Mike Long is an American lobbyist, political strategist, and former legislative aide in Pennsylvania.

==Career==

He was chief of staff for President Pro Tempore of the Pennsylvania Senate Robert Jubelirer. He is also the brother-in-law of former majority leader, David (Chip) Brightbill. He also was the "chief political strategist" for the Senate Republican Caucus. Mike Long is generally credited for keeping the Republican caucus in the majority, which held a 30-20 advantage at its peak. The political newsletter The Insider called him the "Jubelirer-Brightbill Political Brain" and praised his ability to identify Democratic senate seats that could be flipped for the GOP.

He left the Senate after 27 years after the 2006 Republican primary. He then became a lobbyist, representing, among others, the Pennsylvania Turnpike Commission.

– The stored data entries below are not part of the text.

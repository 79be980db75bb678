// SPDX-License-Identifier: BUSL-1.1
// Copyright (c) 2026 Alfred Jean LLC

//! Artifact namespaces on disk
//!
//! ```text
//! <root>/runs/<run_id>/metadata.json
//! <root>/runs/<run_id>/events.jsonl
//! <root>/runs/<run_id>/artifacts/input/...
//! <root>/runs/<run_id>/artifacts/output/...
//! <root>/schedules/<schedule_id>/...        (same shape)
//! ```

use crate::archive::{self, ArtifactError};
use chrono::{DateTime, Utc};
use rj_core::RunId;
use serde::{Deserialize, Serialize};
use std::fs;
use std::path::{Path, PathBuf};
use walkdir::WalkDir;

/// Recorded alongside every namespace
#[derive(Debug, Clone, PartialEq, Eq, Serialize, Deserialize)]
pub struct ArtifactMetadata {
    pub run_id: RunId,
    pub project: String,
    pub requester: String,
    pub created_at: DateTime<Utc>,
    /// Hex SHA-256 of the uploaded archive
    pub archive_digest: String,
    pub archive_bytes: u64,
    /// Set when this namespace was copied from a schedule
    #[serde(default, skip_serializing_if = "Option::is_none")]
    pub source_schedule: Option<RunId>,
}

/// Root of all namespaces
#[derive(Debug, Clone)]
pub struct ArtifactStore {
    root: PathBuf,
}

impl ArtifactStore {
    pub fn new(root: impl Into<PathBuf>) -> Self {
        Self { root: root.into() }
    }

    pub fn root(&self) -> &Path {
        &self.root
    }

    /// Namespace for a run or schedule id; schedule ids live under `schedules/`
    pub fn namespace(&self, id: &RunId) -> Namespace {
        let kind = if id.is_schedule() { "schedules" } else { "runs" };
        Namespace {
            root: self.root.join(kind).join(id.as_str()),
        }
    }

    /// Unpack an uploaded archive into a fresh namespace and record metadata
    pub fn store_upload(
        &self,
        archive_bytes: &[u8],
        metadata: &ArtifactMetadata,
    ) -> Result<Namespace, ArtifactError> {
        let namespace = self.namespace(&metadata.run_id);
        namespace.create()?;
        let files = archive::unpack(archive_bytes, &namespace.input_dir())?;
        namespace.write_metadata(metadata)?;
        tracing::info!(
            run_id = %metadata.run_id,
            files,
            bytes = archive_bytes.len(),
            "artifacts stored"
        );
        Ok(namespace)
    }

    /// Copy a schedule's artifacts into a fresh run namespace
    pub fn copy_namespace(
        &self,
        schedule_id: &RunId,
        run_id: &RunId,
        created_at: DateTime<Utc>,
    ) -> Result<Namespace, ArtifactError> {
        let source = self.namespace(schedule_id);
        if !source.root().is_dir() {
            return Err(ArtifactError::NamespaceNotFound(source.root().to_path_buf()));
        }
        let target = self.namespace(run_id);
        target.create()?;
        copy_dir(&source.artifacts_dir(), &target.artifacts_dir())?;
        // Output belongs to executions, not templates
        let output = target.output_dir();
        if output.exists() {
            fs::remove_dir_all(&output)?;
        }
        fs::create_dir_all(&output)?;

        let mut metadata = source.read_metadata()?;
        metadata.run_id = run_id.clone();
        metadata.created_at = created_at;
        metadata.source_schedule = Some(schedule_id.clone());
        target.write_metadata(&metadata)?;
        Ok(target)
    }
}

/// One run's or schedule's directory tree
#[derive(Debug, Clone, PartialEq, Eq)]
pub struct Namespace {
    root: PathBuf,
}

impl Namespace {
    pub fn root(&self) -> &Path {
        &self.root
    }

    pub fn artifacts_dir(&self) -> PathBuf {
        self.root.join("artifacts")
    }

    pub fn input_dir(&self) -> PathBuf {
        self.artifacts_dir().join("input")
    }

    pub fn output_dir(&self) -> PathBuf {
        self.artifacts_dir().join("output")
    }

    pub fn metadata_path(&self) -> PathBuf {
        self.root.join("metadata.json")
    }

    pub fn log_path(&self) -> PathBuf {
        self.root.join("events.jsonl")
    }

    pub fn exists(&self) -> bool {
        self.root.is_dir()
    }

    pub fn create(&self) -> Result<(), ArtifactError> {
        fs::create_dir_all(self.input_dir())?;
        fs::create_dir_all(self.output_dir())?;
        Ok(())
    }

    pub fn write_metadata(&self, metadata: &ArtifactMetadata) -> Result<(), ArtifactError> {
        let json = serde_json::to_string_pretty(metadata)?;
        fs::write(self.metadata_path(), json)?;
        Ok(())
    }

    pub fn read_metadata(&self) -> Result<ArtifactMetadata, ArtifactError> {
        let json = fs::read_to_string(self.metadata_path())?;
        Ok(serde_json::from_str(&json)?)
    }
}

/// Recursively copy `src` into `dst`, returning the number of files copied
pub fn copy_dir(src: &Path, dst: &Path) -> Result<usize, ArtifactError> {
    fs::create_dir_all(dst)?;
    let mut copied = 0;
    for entry in WalkDir::new(src) {
        let entry = entry?;
        let Ok(relative) = entry.path().strip_prefix(src) else {
            continue;
        };
        let target = dst.join(relative);
        if entry.file_type().is_dir() {
            fs::create_dir_all(&target)?;
        } else if entry.file_type().is_file() {
            fs::copy(entry.path(), &target)?;
            copied += 1;
        }
    }
    Ok(copied)
}

#[cfg(test)]
#[path = "artifacts_tests.rs"]
mod tests;
// SPDX-License-Identifier: BUSL-1.1
// Copyright (c) 2026 Alfred Jean LLC

//! Errors reported before or without a server

use crate::prelude::*;

#[test]
fn unreachable_server_suggests_fixes() {
    let port = {
        let listener = std::net::TcpListener::bind("127.0.0.1:0").unwrap();
        listener.local_addr().unwrap().port()
    };
    Project::empty()
        .rj()
        .args(["--server-url", &format!("http://127.0.0.1:{}", port), "history"])
        .fails()
        .stderr_has("Cannot reach rjd")
        .stderr_has("RJ_SERVER_URL");
}

#[test]
fn run_requires_a_command() {
    Project::empty().rj().args(["run"]).fails();
}

#[test]
fn unknown_workload_command_fails_before_upload() {
    Project::with_models()
        .rj()
        .args(["run", "--", "dbt", "frobnicate"])
        .fails()
        .stderr_has("unknown command: frobnicate");
}

#[test]
fn invalid_cron_fails_before_upload() {
    Project::with_models()
        .rj()
        .args(["run", "--schedule", "61 * * * *", "--", "dbt", "build"])
        .fails()
        .stderr_has("minute");
}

==Awards and recognition==

PoliticsPA named him the top political operative in Pennsylvania, saying that his masterminding of Joseph B. Scarnati's independent campaign against Bill Slocum "was one for the books." He was also named the PoliticsPA "Republican Dream Team" of campaign operatives. The Pennsylvania Report named him to the 2003 "The Pennsylvania Report Power 75" list of influential figures in Pennsylvania politics, calling him "Pennsylvania’s best “in-house” political operative by a mile." He was named to the PoliticsPA list of "Sy Snyder's Power 50" in 2002 and 2003. In 2009, the Pennsylvania Report named him to "The Pennsylvania Report 100" list of influential figures in Pennsylvania politics, noting that he "remains a force in PA politics due to inside connections to Senate leaders and his institutional knowledge of legislative procedures" and that he remains close with current President Pro Tempore of the Pennsylvania Senate Joe Scarnati. He was named to the PoliticsPA list of "Pennsylvania's Smartest Staffers and Operatives."